Search the data below for the line containing "self.settings.insert(setting.key.clone(), setting);", then please set down that line and all remaining ones exactly as written.

(Data listing begins)

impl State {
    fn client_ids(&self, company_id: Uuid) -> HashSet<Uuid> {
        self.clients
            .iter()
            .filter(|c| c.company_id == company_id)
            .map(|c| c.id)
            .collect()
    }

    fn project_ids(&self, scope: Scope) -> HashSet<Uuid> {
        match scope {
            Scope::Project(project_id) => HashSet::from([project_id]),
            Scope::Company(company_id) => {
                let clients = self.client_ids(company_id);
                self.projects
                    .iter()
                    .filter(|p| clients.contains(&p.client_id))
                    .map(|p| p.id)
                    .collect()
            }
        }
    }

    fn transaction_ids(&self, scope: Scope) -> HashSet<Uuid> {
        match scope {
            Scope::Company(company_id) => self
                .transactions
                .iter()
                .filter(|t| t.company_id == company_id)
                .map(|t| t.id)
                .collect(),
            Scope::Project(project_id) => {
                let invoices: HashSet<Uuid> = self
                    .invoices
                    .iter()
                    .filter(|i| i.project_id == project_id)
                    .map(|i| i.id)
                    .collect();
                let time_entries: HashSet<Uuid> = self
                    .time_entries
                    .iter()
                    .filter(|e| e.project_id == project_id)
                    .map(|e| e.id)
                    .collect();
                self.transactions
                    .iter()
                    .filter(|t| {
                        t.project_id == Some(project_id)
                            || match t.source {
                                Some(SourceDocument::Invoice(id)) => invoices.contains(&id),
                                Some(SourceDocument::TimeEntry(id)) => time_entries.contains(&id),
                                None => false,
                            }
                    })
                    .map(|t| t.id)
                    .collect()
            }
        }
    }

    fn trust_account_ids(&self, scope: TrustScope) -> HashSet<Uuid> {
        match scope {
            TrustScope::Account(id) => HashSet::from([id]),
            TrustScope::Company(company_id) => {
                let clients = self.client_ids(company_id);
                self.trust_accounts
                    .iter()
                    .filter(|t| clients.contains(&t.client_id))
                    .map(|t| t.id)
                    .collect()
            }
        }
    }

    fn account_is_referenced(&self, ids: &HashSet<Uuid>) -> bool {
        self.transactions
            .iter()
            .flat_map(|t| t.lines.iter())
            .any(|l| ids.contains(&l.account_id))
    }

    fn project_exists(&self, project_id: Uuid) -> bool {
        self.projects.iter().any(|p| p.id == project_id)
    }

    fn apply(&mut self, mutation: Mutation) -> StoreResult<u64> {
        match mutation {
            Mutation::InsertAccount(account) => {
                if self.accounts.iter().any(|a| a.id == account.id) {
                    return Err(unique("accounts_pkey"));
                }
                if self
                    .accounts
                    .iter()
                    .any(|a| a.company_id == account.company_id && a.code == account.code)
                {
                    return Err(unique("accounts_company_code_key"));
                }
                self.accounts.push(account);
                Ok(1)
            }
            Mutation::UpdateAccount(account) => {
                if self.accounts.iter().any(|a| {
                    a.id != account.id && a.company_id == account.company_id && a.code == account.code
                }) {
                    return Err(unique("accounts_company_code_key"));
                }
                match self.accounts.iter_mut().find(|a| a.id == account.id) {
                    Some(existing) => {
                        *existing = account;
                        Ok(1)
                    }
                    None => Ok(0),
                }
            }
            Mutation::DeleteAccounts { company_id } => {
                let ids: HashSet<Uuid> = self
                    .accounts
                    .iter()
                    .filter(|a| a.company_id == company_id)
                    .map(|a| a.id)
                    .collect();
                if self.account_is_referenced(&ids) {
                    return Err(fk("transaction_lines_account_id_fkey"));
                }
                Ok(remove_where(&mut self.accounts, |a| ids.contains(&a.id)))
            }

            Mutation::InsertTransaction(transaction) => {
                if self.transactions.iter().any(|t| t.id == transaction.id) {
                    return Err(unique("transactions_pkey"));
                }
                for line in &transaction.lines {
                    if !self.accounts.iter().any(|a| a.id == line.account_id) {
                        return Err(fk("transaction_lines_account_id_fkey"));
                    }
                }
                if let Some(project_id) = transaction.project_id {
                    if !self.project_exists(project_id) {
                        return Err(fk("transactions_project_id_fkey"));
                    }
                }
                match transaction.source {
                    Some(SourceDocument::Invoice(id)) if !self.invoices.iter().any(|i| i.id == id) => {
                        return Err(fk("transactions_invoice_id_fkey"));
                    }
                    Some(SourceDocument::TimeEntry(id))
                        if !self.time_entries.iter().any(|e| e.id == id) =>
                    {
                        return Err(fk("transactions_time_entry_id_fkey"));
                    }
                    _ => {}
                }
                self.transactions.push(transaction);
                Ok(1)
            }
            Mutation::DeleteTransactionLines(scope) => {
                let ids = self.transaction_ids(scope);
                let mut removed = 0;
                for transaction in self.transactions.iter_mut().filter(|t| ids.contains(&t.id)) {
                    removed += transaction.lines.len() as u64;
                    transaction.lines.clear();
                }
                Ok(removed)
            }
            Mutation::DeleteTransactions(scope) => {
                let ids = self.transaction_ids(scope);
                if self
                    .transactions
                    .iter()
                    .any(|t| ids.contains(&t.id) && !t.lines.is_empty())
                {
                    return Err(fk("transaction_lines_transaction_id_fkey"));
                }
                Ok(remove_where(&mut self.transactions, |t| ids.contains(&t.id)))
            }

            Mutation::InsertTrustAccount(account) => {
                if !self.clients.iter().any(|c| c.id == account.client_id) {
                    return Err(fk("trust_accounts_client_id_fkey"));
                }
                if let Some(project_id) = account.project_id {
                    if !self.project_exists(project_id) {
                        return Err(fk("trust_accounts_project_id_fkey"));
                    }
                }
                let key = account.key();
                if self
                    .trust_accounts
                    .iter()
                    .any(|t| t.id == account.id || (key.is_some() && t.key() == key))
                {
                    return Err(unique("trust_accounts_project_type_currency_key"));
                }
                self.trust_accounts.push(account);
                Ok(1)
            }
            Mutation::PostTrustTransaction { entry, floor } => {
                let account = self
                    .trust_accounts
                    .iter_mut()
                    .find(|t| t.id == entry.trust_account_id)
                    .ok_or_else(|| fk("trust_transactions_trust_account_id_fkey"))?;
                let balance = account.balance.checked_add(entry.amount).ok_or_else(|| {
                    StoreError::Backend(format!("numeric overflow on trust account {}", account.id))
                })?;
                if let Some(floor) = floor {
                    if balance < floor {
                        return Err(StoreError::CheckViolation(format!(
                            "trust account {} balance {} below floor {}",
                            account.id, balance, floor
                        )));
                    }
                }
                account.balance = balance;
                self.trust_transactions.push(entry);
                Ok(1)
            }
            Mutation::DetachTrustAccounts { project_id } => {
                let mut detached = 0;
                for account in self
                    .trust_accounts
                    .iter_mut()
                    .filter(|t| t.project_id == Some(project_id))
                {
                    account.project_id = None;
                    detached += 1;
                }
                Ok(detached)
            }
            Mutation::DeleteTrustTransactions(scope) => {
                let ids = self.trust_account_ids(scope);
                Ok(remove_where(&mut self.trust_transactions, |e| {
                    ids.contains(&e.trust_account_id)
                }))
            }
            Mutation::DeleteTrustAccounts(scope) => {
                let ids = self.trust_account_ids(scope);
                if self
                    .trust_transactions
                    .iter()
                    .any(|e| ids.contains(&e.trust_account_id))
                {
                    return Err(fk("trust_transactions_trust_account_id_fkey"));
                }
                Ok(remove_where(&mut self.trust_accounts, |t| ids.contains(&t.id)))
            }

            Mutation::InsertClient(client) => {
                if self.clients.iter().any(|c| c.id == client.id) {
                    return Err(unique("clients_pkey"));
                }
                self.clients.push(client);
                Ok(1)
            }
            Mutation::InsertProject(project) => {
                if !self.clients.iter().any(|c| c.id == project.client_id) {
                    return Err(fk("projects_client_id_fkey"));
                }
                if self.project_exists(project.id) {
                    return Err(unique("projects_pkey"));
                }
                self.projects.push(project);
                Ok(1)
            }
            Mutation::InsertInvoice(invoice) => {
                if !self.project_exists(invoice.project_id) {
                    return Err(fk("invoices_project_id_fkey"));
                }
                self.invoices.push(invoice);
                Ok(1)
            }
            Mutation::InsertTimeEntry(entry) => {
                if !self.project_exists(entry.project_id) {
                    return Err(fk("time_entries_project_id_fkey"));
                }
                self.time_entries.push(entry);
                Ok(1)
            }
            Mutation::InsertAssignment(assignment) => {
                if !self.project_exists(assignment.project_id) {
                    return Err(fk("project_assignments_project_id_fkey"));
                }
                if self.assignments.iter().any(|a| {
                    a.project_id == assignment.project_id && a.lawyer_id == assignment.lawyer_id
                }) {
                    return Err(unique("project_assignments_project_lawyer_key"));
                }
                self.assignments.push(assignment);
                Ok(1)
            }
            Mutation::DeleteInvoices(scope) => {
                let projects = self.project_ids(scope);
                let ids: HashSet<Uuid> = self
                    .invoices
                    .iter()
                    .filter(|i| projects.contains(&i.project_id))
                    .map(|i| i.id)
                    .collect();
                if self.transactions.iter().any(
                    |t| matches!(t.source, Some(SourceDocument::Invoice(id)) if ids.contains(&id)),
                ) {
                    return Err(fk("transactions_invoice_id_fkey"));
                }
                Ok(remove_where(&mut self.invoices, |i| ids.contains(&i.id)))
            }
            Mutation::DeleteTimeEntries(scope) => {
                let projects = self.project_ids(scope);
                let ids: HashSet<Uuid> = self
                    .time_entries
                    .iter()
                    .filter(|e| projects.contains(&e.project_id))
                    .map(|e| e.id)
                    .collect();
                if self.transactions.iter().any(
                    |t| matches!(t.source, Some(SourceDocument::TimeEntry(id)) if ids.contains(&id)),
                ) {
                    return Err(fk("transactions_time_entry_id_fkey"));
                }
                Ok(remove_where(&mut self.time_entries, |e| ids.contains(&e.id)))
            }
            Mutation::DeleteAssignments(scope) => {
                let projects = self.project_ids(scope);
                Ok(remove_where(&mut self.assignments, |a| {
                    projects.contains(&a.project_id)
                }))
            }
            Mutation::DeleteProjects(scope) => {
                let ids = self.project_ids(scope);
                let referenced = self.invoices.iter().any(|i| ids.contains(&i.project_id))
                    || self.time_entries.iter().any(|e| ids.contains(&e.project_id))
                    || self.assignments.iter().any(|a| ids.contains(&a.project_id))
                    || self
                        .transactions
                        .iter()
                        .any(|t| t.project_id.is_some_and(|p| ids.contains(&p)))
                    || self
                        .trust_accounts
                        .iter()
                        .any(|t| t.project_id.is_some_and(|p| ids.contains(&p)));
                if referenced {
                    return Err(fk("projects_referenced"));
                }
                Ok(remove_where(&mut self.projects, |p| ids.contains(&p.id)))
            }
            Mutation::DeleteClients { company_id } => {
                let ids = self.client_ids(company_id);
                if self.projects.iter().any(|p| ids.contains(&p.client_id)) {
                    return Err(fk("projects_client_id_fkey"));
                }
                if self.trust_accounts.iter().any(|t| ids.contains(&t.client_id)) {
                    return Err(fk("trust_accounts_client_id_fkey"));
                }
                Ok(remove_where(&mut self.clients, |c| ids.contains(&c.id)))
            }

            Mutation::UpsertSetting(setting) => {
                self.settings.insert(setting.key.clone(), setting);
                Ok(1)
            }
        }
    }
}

(Data listing ends)

■ **Task answer**
                self.settings.insert(setting.key.clone(), setting);
                Ok(1)
            }
        }
    }
}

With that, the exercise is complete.